Wireguard CNI is a plugin implementation of the Container Networking Interface. It is composed of 3 components - a Cluster Manager, Node Manager, and the Containers themselves. It will create a secure wireguard mesh between components and manage IP management between all nodes in a cluster. A cluster is any set of nodes that share a cluster-manager.

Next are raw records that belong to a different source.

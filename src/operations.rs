/// Tab operations: close planning, dedupe, saved-list bookkeeping
use std::collections::HashSet;

use crate::domain::extract_hostname;
use crate::settings::{MinTabsStrategy, Settings, WrangleOption};
use crate::storage::LocalState;
use crate::tab_data::{IndexedTab, Tab, Window};
use crate::tab_times::TabTimeMap;

/// What one close check decided
#[derive(Debug, Default, Clone, PartialEq)]
pub struct ClosePlan {
    /// Tabs to wrangle, in the order they were selected
    pub to_wrangle: Vec<Tab>,
    /// Tabs whose last-accessed time is refreshed instead of closing them
    pub to_refresh: Vec<i32>,
}

/// Group a window's tabs the way `minTabs` is counted
pub fn group_tabs(windows: Vec<Window>, strategy: MinTabsStrategy) -> Vec<Vec<Tab>> {
    match strategy {
        MinTabsStrategy::GivenWindow => windows.into_iter().map(|w| w.tabs).collect(),
        MinTabsStrategy::AllWindows => vec![windows.into_iter().flat_map(|w| w.tabs).collect()],
    }
}

/// Decide which tabs to close, refresh, or leave alone
///
/// Algorithm, per group:
/// 1. Drop pinned tabs, and audible / grouped tabs when those filters are on
/// 2. Candidates: tabs last accessed before `cutoff`, or without an id
/// 3. If the group has no more than `minTabs` tabs, refresh all of them
/// 4. Keep at most `len - minTabs` candidates, least recently accessed first
/// 5. Locked ids are refreshed, whitelisted tabs skipped, the rest wrangled
pub fn plan_closures(groups: Vec<Vec<Tab>>, times: &TabTimeMap, cutoff: i64, settings: &Settings) -> ClosePlan {
    let min_tabs = settings.min_tabs as usize;
    let locked: HashSet<i32> = settings.locked_ids.iter().copied().collect();
    let mut plan = ClosePlan::default();

    for group in groups {
        let tabs: Vec<Tab> = group
            .into_iter()
            .filter(|tab| !tab.pinned)
            .filter(|tab| !(settings.filter_audio && tab.audible))
            .filter(|tab| !(settings.filter_grouped_tabs && tab.is_grouped()))
            .collect();

        if tabs.len() <= min_tabs {
            plan.to_refresh.extend(tabs.iter().filter_map(|tab| tab.id));
            continue;
        }

        let last_access = |tab: &Tab| tab.id.and_then(|id| times.get(&id).copied());
        let mut to_cut: Vec<Tab> = tabs
            .iter()
            .filter(|tab| tab.id.is_none() || last_access(tab).is_some_and(|time| time < cutoff))
            .cloned()
            .collect();
        to_cut.sort_by_key(|tab| last_access(tab).unwrap_or(i64::MIN));
        to_cut.truncate(tabs.len() - min_tabs);

        for tab in to_cut {
            match tab.id {
                Some(id) if locked.contains(&id) => plan.to_refresh.push(id),
                _ if settings.whitelist_match(&tab.url, &tab.title).is_some() => {}
                _ => plan.to_wrangle.push(tab),
            }
        }
    }

    plan
}

/// Position of an existing saved entry `tab` should replace
pub fn find_duplicate_position(saved: &[Tab], tab: &Tab, option: WrangleOption) -> Option<usize> {
    match option {
        WrangleOption::WithDuplicates => None,
        WrangleOption::ExactUrlMatch => saved.iter().position(|saved| saved.url == tab.url),
        WrangleOption::HostnameAndTitleMatch => {
            let hostname = extract_hostname(&tab.url);
            saved
                .iter()
                .position(|saved| saved.title == tab.title && extract_hostname(&saved.url) == hostname)
        }
    }
}

/// Add wrangled tabs to the front of the saved list
///
/// Dedupe runs against the list as it is mutated, so later tabs in the batch
/// can replace earlier ones. Returns the ids of the tabs to close.
pub fn wrangle_into(state: &mut LocalState, tabs: &[Tab], option: WrangleOption, max_tabs: usize, now: i64) -> Vec<i32> {
    let mut closed_ids = Vec::with_capacity(tabs.len());

    for tab in tabs {
        if let Some(position) = find_duplicate_position(&state.saved_tabs, tab, option) {
            state.saved_tabs.remove(position);
        }

        let mut saved = tab.clone();
        saved.closed_at = Some(now);
        state.saved_tabs.insert(0, saved);
        state.total_tabs_wrangled += 1;

        if let Some(id) = tab.id {
            closed_ids.push(id);
        }
    }

    state.trim(max_tabs);
    closed_ids
}

/// Re-insert tabs at their original positions
///
/// Inserts in ascending index order so each entry lands where it was before
/// the removal; indices past the end are clamped.
pub fn insert_at_indices(saved: &mut Vec<Tab>, tabs: &[IndexedTab]) {
    let mut ordered: Vec<&IndexedTab> = tabs.iter().collect();
    ordered.sort_by_key(|indexed| indexed.index);

    for indexed in ordered {
        let index = indexed.index.min(saved.len());
        saved.insert(index, indexed.tab.clone());
    }
}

We use protobuf to generate our APIs and types. All code is checked in so building the project can be done without any code generation dependencies installed. A list of available make targets can be found using
make help
Install dependencies and start vagrant
make extra-deps && .bin/vagrant up
Install dependencies
# install wireguard-tools package for your OS
## install dependencies
make deps && make extra-deps && ./.bin/nomad &
## Run jobs in nomad
./.bin/nomad run nomad/cluster-manager.hcl
./.bin/nomad run nomad/node-manager.hcl
./.bin/nomad run nomad/sleep.hcl
## see that wireguard is running
sudo wg
## kill and cleanup nomad
kill %1
## I've seen the node-manager leave the wg0 interface behind. Still need to dig into that
sudo ip link del wg0
Building the initial software requires no dependencies other than Go itself.
make build
There's also a make target to build inside a docker container using
make docker/build
buf, protoc-gen-go and protoc-gen-connect-go are both required to generate the APIs and types. All of them are easily installed using
make deps
And code can be generated using
make proto
There are vagrant and nomad configuration available. Both binaries are installable using make extra-deps
The cluster manager handles IP Management for a set of nodes. It hands out subnets to nodes to manage. It also performs Wireguard Public Key coordination and shares the list of peers and subnets between nodes. This enables encrypted node <-> node communication over the wireguard mesh.
Each "node" gets it's own IP space to manage from the cluster manager and hand out to network namespaces or wireguard peers. The node-manager performs the same responsibility as the Cluster Manager but at a per-namespace level. It also creates peers and routing between itself and the network namespaces running on the node and between other nodes.
- Cluster Manager
- wireguard-tools
- iptables
The cni creates the wireguard interface and sets the default route from the container to go through the wireguard interface
- Node Manager
- wireguard-tools
- iptables
sequenceDiagram
participant Cluster Manager
participant Node Manager
participant CNI
Node Manager->>Cluster Manager: Allocate Subnet
Node Manager->>Cluster Manager: Register WG Public Key
Node Manager->>Cluster Manager: Request Peers
Cluster Manager->>Node Manager: Return All other cluster-peers (other node managers _or_ external clients dialing into the wireguard network)
loop Manage Routes
Node Manager->>Node Manager: Setup Routes for Cluster Peers and CNI Peers
end
CNI->>Node Manager: Allocate IP Address
CNI->>Node Manager: Register Public Key
CNI->>Node Manager: Request Peers
Node Manager->>CNI: Return Node-Manager Peer (include other allocs if CNI <-> CNI communication is enabled)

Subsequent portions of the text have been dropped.